Closed wesm closed 7 years ago
Adding content about dask, distributed, ibis would be awesome. :P
@vchollati with 4 years of history in the mirror, I'm pretty hesitant to write about projects that are still under active development -- we did a major edit of the 1st edition to fix pandas API breakage, so my rule of thumb will be having code examples that I feel confident will still work 2 years from now.
Since the 1st edition got translated into at least 5 other languages (one or two more may be in the works), this stability is extra important as fixes in the primary English edition may take a lot longer to percolate to the translations.
Adding practical analysis theory and ibis is better.
A request! How about a bit on creating a simple file-handler for web forms, and outputting into live graphing?
Minor point, but I assume the section on IPython will be complemented with a section on Jupyter.
Speaking as someone who only skimmed the first edition (eagerly awaiting the second edition to purchase in multiple copies as reference material at work).
Some high performance tips, both within pandas (at/iat vs loc/iloc, working with .values, generally how to squeeze the most out of pure pandas) and using other tools (dask, blaze, numba, cython, pypy, ...). I know these tips are scattered around and that there's a whole chunk in the advanced numpy chapter, but a whole chapter dedicated to speedy processing might be worthwhile.

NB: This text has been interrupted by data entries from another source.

use thiserror::Error;

#[derive(Debug, Error)]
pub enum ConfigError {
    #[error("failed to read config file: {0}")]
    ReadFile(#[from] std::io::Error),
    #[error("failed to parse config: {0}")]
    Parse(#[from] toml::de::Error),
    #[error("validation error: {0}")]
    Validation(String),
}

#[derive(Debug, Error)]
pub enum ZoneError {
    #[error("unknown IANA timezone '{0}'")]
    UnknownTimezone(String),
    #[error("invalid time of day '{0}': expected HH:MM")]
    InvalidTimeOfDay(String),
}

#[derive(Debug, Error)]
pub enum PlanError {
    #[error("plan text is empty")]
    Empty,
    #[error("plan text is too long (max {max} characters)")]
    TooLong { max: usize },
    #[error("no tasks could be parsed from the plan text")]
    NoTasks,
    #[error("too many tasks (max {max})")]
    TooManyTasks { max: usize },
}

#[derive(Debug, Error)]
pub enum ReminderError {
    #[error("reminder not found")]
    NotFound,
    #[error("repeat_interval_minutes must be in {min}..={max}")]
    IntervalOutOfRange { min: i64, max: i64 },
    #[error("max_attempts_per_day must be in {min}..={max}")]
    MaxAttemptsOutOfRange { min: i64, max: i64 },
    #[error("day_of_month must be in 1..=31")]
    DayOfMonthOutOfRange,
}

/// Errors raised sending a message through the delivery gateway.
///
/// The `Transient`/`Permanent` split drives the sender retry loop: transient
/// failures (network blips, Telegram 5xx, rate limiting) are retried with
/// backoff; permanent failures (bot blocked, chat not found) are not.
#[derive(Debug, Error)]
pub enum DeliveryError {
    #[error("transient delivery failure: {0}")]
    Transient(String),
    #[error("permanent delivery failure: {0}")]
    Permanent(String),
}

impl DeliveryError {
    pub fn is_permanent(&self) -> bool {
        matches!(self, DeliveryError::Permanent(_))
    }
}

#[derive(Debug, Error)]
pub enum AuthError {
    #[error("missing X-Telegram-Init-Data header")]
    MissingInitData,
    #[error("initData hash mismatch")]
    BadHash,
    #[error("initData is malformed: {0}")]
    Malformed(String),
    #[error("initData is stale (auth_date too old)")]
    Stale,
}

Regarding the comments above - the whole feather/ibis/arrow matter, while still under active development, would probably deserve a mention (not code, just to mention it), so that readers know what to anticipate. And if reading years after the book was published, they can look up relevant code.
Thanks for your work on all this.
I teach a data science/computational modeling course for undergraduates. We assume no prior programming experience, and I'm thinking of using Python/pandas. So, this may not be the book for us and my requests may not work 😇
Lastly, thank you so much for making pandas!
assign
,pipe
and how to use them effectively..ix, .iloc, .loc
etc. I still get tripped up from time to time here.query
and when it should be used or not usedAnyway, great stuff and I really look forward to the new book!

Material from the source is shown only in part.